This book helps teachers explore the origins of differing value structures in safe forums. It uses guided cross-cultural exchanges to help break down prejudices and foster an appreciation of other cultures and the essence of a common humanity. Acknowledging the inextricable link between cultural and structural factors in the plight of vulnerable student populations, this work focuses on how to help counter prevailing disparities in perceptions and expectations within school settings. Designed primarily for teacher candidates, this book offers educators a forum for recognizing the impact of primary backgrounds in teaching and learning.

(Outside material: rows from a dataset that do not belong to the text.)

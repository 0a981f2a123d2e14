//! Search output: path reconstruction, the classified grid and the compact
//! parent-direction grid.

use gridway_core::{Cell, GridMap, Point};

use crate::direction::dir_index;
use crate::maps::{DistMap, FlagGrid, ParentMap};

/// How the search terminated.
#[derive(Debug, Clone, Copy, PartialEq, Eq)]
#[cfg_attr(feature = "serde", derive(serde::Serialize, serde::Deserialize))]
pub enum Outcome {
    /// The end cell was extracted from the frontier; a path exists.
    Found,
    /// The frontier ran dry before reaching the end; no path exists.
    Exhausted,
}

/// Per-cell classification of the search outcome.
///
/// The `code` values extend the input encoding `{0..3}` with two search
/// outcomes, giving six distinct external codes.
#[derive(Debug, Clone, Copy, PartialEq, Eq)]
#[cfg_attr(feature = "serde", derive(serde::Serialize, serde::Deserialize))]
pub enum CellClass {
    /// Free cell the search never examined.
    Unreached,
    Wall,
    Start,
    End,
    /// Free cell on the reconstructed shortest path.
    OnPath,
    /// Free cell examined as a neighbor but not on the path.
    Reached,
}

impl CellClass {
    /// The external integer code for this classification.
    pub const fn code(self) -> i32 {
        match self {
            Self::Unreached => 0,
            Self::Wall => 1,
            Self::Start => 2,
            Self::End => 3,
            Self::OnPath => 4,
            Self::Reached => 5,
        }
    }
}

/// The full output bundle of one search invocation.
#[derive(Debug, Clone)]
#[cfg_attr(feature = "serde", derive(serde::Serialize, serde::Deserialize))]
pub struct SearchResult {
    outcome: Outcome,
    input: GridMap,
    end: Point,
    dist: DistMap,
    classes: Vec<CellClass>,
    parent_dirs: Vec<Option<u8>>,
    path: Option<Vec<Point>>,
}

impl SearchResult {
    /// Build the result bundle from final engine state.
    ///
    /// Path reconstruction only happens on [`Outcome::Found`]; an exhausted
    /// search reports no path rather than following dangling parent links.
    pub(crate) fn assemble(
        grid: &GridMap,
        outcome: Outcome,
        start: Point,
        end: Point,
        dist: DistMap,
        parent: ParentMap,
        visited: &FlagGrid,
    ) -> Self {
        let size = grid.size();
        let path = match outcome {
            Outcome::Found => Some(reconstruct(&parent, start, end)),
            Outcome::Exhausted => None,
        };

        let mut classes: Vec<CellClass> = grid
            .iter()
            .map(|(p, cell)| match cell {
                Cell::Wall => CellClass::Wall,
                Cell::Start => CellClass::Start,
                Cell::End => CellClass::End,
                Cell::Free if visited.get(p) => CellClass::Reached,
                Cell::Free => CellClass::Unreached,
            })
            .collect();
        if let Some(path) = &path {
            for p in path {
                let i = (p.y * size + p.x) as usize;
                if classes[i] == CellClass::Reached {
                    classes[i] = CellClass::OnPath;
                }
            }
        }

        let parent_dirs = grid
            .iter()
            .map(|(p, _)| parent.get(p).and_then(|par| dir_index(par - p)))
            .collect();

        Self {
            outcome,
            input: grid.clone(),
            end,
            dist,
            classes,
            parent_dirs,
            path,
        }
    }

    /// How the search terminated.
    pub fn outcome(&self) -> Outcome {
        self.outcome
    }

    /// Whether a path was found.
    pub fn found(&self) -> bool {
        self.outcome == Outcome::Found
    }

    /// The reconstructed start→end path, when one exists.
    pub fn path(&self) -> Option<&[Point]> {
        self.path.as_deref()
    }

    /// Total cost of the found path, when one exists.
    pub fn cost(&self) -> Option<i32> {
        self.found().then(|| self.dist.get(self.end))
    }

    /// The per-cell distance map ([`UNREACHABLE`](crate::UNREACHABLE) for
    /// cells the search never relaxed).
    pub fn distances(&self) -> &DistMap {
        &self.dist
    }

    /// Echo of the input grid.
    pub fn input(&self) -> &GridMap {
        &self.input
    }

    /// Classification of the cell at `p`, or `None` if out of bounds.
    pub fn class_at(&self, p: Point) -> Option<CellClass> {
        self.idx(p).map(|i| self.classes[i])
    }

    /// Direction index (0–7) toward the parent of `p`, or `None` when the
    /// cell has no recorded parent (or is out of bounds).
    pub fn parent_dir(&self, p: Point) -> Option<u8> {
        self.idx(p).and_then(|i| self.parent_dirs[i])
    }

    /// The classified grid as flat row-major external codes.
    pub fn class_codes(&self) -> Vec<i32> {
        self.classes.iter().map(|c| c.code()).collect()
    }

    /// The parent-direction grid as flat row-major codes, `-1` for cells
    /// without a parent.
    pub fn parent_dir_codes(&self) -> Vec<i32> {
        self.parent_dirs
            .iter()
            .map(|d| d.map_or(-1, i32::from))
            .collect()
    }

    #[inline]
    fn idx(&self, p: Point) -> Option<usize> {
        let size = self.input.size();
        if p.x < 0 || p.x >= size || p.y < 0 || p.y >= size {
            return None;
        }
        Some((p.y * size + p.x) as usize)
    }
}

/// Walk the parent chain from `end` back to `start` and reverse.
///
/// Only called on a confirmed [`Outcome::Found`], which guarantees an intact
/// chain ending at `start`.
fn reconstruct(parent: &ParentMap, start: Point, end: Point) -> Vec<Point> {
    let mut path = Vec::new();
    let mut cur = end;
    while cur != start {
        path.push(cur);
        match parent.get(cur) {
            Some(p) => cur = p,
            None => break,
        }
    }
    path.push(start);
    path.reverse();
    path
}
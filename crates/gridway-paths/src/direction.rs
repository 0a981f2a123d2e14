//! The 8-way neighborhood: candidate offsets, step weights and compact
//! direction indices.

use gridway_core::{GridMap, Point};

/// Cost of an orthogonal step.
pub const ORTHO_COST: i32 = 10;

/// Cost of a diagonal step (integer approximation of `ORTHO_COST * sqrt(2)`).
pub const DIAG_COST: i32 = 14;

/// The 8 candidate offsets, orthogonals first.
///
/// The position of an offset in this array is its *direction index*, the
/// compact code used in [`SearchResult`](crate::SearchResult)'s
/// parent-direction grid.
pub const DIRS: [Point; 8] = [
    Point::new(-1, 0),
    Point::new(1, 0),
    Point::new(0, -1),
    Point::new(0, 1),
    Point::new(-1, -1),
    Point::new(1, -1),
    Point::new(-1, 1),
    Point::new(1, 1),
];

/// 3×3 step-weight table indexed by `(dx + 1, dy + 1)`.
///
/// The center entry is a placeholder; a zero offset is not an edge.
const OFFSET_WEIGHTS: [[i32; 3]; 3] = [
    [DIAG_COST, ORTHO_COST, DIAG_COST],
    [ORTHO_COST, 0, ORTHO_COST],
    [DIAG_COST, ORTHO_COST, DIAG_COST],
];

/// The direction index (0–7) for an adjacent offset, or `None` if the
/// offset is zero or outside the 3×3 neighborhood.
pub fn dir_index(offset: Point) -> Option<u8> {
    DIRS.iter().position(|&d| d == offset).map(|i| i as u8)
}

/// The offset for a direction index. Indices above 7 yield `None`.
pub fn dir_offset(index: u8) -> Option<Point> {
    DIRS.get(index as usize).copied()
}

/// The weight of the edge from `from` to the adjacent cell `to`.
///
/// # Panics
///
/// Panics if `to` is a wall or if the two cells are not distinct 8-way
/// neighbors. Both cases are caller contract violations: the search engine
/// only ever asks for edges the neighbor generator produced.
pub fn edge_cost(grid: &GridMap, from: Point, to: Point) -> i32 {
    let d = to - from;
    assert!(
        d != Point::ZERO && d.x.abs() <= 1 && d.y.abs() <= 1,
        "edge_cost: {to} is not adjacent to {from}"
    );
    assert!(!grid.is_wall(to), "edge_cost: {to} is a wall");
    OFFSET_WEIGHTS[(d.x + 1) as usize][(d.y + 1) as usize]
}
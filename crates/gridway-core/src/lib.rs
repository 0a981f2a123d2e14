//! **gridway-core** — Grid pathfinding core types.
//!
//! This crate provides the foundational types used across the *gridway*
//! workspace: the integer [`Point`] geometry primitive and the square
//! obstacle map ([`GridMap`]) that search algorithms consume.

pub mod geom;
pub mod grid;

pub use geom::Point;
pub use grid::{Cell, GridError, GridMap};
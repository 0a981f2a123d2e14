//! Per-search state grids: distances, back-pointers and boolean flags.
//!
//! One set of maps is allocated per search invocation, sized to the input
//! grid, and owned exclusively by that search. The distance map is shared by
//! reference with the frontier, which looks priorities up through it on
//! demand instead of caching costs.

use gridway_core::Point;

/// Sentinel cost meaning "not reached yet".
pub const UNREACHABLE: i32 = i32::MAX;

/// N×N map of best-known path costs, initialized to [`UNREACHABLE`].
///
/// Per-cell values only ever decrease during a search; once a cell is
/// closed its value is final.
#[derive(Debug, Clone, PartialEq, Eq)]
#[cfg_attr(feature = "serde", derive(serde::Serialize, serde::Deserialize))]
pub struct DistMap {
    size: i32,
    values: Vec<i32>,
}

impl DistMap {
    /// Create a map of side `size` with every cell [`UNREACHABLE`].
    pub fn new(size: i32) -> Self {
        Self {
            size: size.max(0),
            values: vec![UNREACHABLE; (size.max(0) as usize).pow(2)],
        }
    }

    /// Side length of the map.
    #[inline]
    pub fn size(&self) -> i32 {
        self.size
    }

    /// Cost at `p`. Returns [`UNREACHABLE`] for out-of-bounds points.
    #[inline]
    pub fn get(&self, p: Point) -> i32 {
        match self.idx(p) {
            Some(i) => self.values[i],
            None => UNREACHABLE,
        }
    }

    /// Set the cost at `p`. Does nothing if out of bounds.
    #[inline]
    pub fn set(&mut self, p: Point, cost: i32) {
        if let Some(i) = self.idx(p) {
            self.values[i] = cost;
        }
    }

    #[inline]
    fn idx(&self, p: Point) -> Option<usize> {
        if p.x < 0 || p.x >= self.size || p.y < 0 || p.y >= self.size {
            return None;
        }
        Some((p.y * self.size + p.x) as usize)
    }
}

/// N×N map of back-pointers: the predecessor that achieved each cell's
/// current best distance.
#[derive(Debug, Clone, PartialEq, Eq)]
#[cfg_attr(feature = "serde", derive(serde::Serialize, serde::Deserialize))]
pub struct ParentMap {
    size: i32,
    parents: Vec<Option<Point>>,
}

impl ParentMap {
    /// Create a map of side `size` with no recorded parents.
    pub fn new(size: i32) -> Self {
        Self {
            size: size.max(0),
            parents: vec![None; (size.max(0) as usize).pow(2)],
        }
    }

    /// The recorded parent of `p`, if any.
    #[inline]
    pub fn get(&self, p: Point) -> Option<Point> {
        self.idx(p).and_then(|i| self.parents[i])
    }

    /// Record `parent` as the predecessor of `p`.
    #[inline]
    pub fn set(&mut self, p: Point, parent: Point) {
        if let Some(i) = self.idx(p) {
            self.parents[i] = Some(parent);
        }
    }

    #[inline]
    fn idx(&self, p: Point) -> Option<usize> {
        if p.x < 0 || p.x >= self.size || p.y < 0 || p.y >= self.size {
            return None;
        }
        Some((p.y * self.size + p.x) as usize)
    }
}

/// N×N boolean grid, used for the closed and visited sets.
#[derive(Debug, Clone)]
pub(crate) struct FlagGrid {
    size: i32,
    flags: Vec<bool>,
}

impl FlagGrid {
    pub(crate) fn new(size: i32) -> Self {
        Self {
            size: size.max(0),
            flags: vec![false; (size.max(0) as usize).pow(2)],
        }
    }

    #[inline]
    pub(crate) fn get(&self, p: Point) -> bool {
        if p.x < 0 || p.x >= self.size || p.y < 0 || p.y >= self.size {
            return false;
        }
        self.flags[(p.y * self.size + p.x) as usize]
    }

    #[inline]
    pub(crate) fn set(&mut self, p: Point) {
        if p.x >= 0 && p.x < self.size && p.y >= 0 && p.y < self.size {
            self.flags[(p.y * self.size + p.x) as usize] = true;
        }
    }
}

Adapting to Cultural Pluralism in Urban Classroomsfocuses on four elements in the teaching/learning process: school climate; the views and expectations of teachers in solidarity with principals and policy makers; teacher interactions with students and parents; and the centrality of reflection to improve practice. It offers tools to support cultural adaptations that enhance the academic success of inner-city students served by predominantly white and more privileged teachers.
Table of Contents
Introduction; One: School Cultures; Two: The Lure of Teaching; Three: Culturally Responsive Pedagogy; Four: Immigrant Teachers; Five: Students; Six: Parents and Community; Seven: Self-Reflective Teaching; Conclusion
Namulundah Florence was born in Bungoma, Kenya and, following studies in Kenyatta, Drexel, and Fordham Universities, is a Professor at Brooklyn College of the City University of New York. Her research and teaching explore the impact of socio-cultural factors on self-image and cultural identity in relation to academic access and success.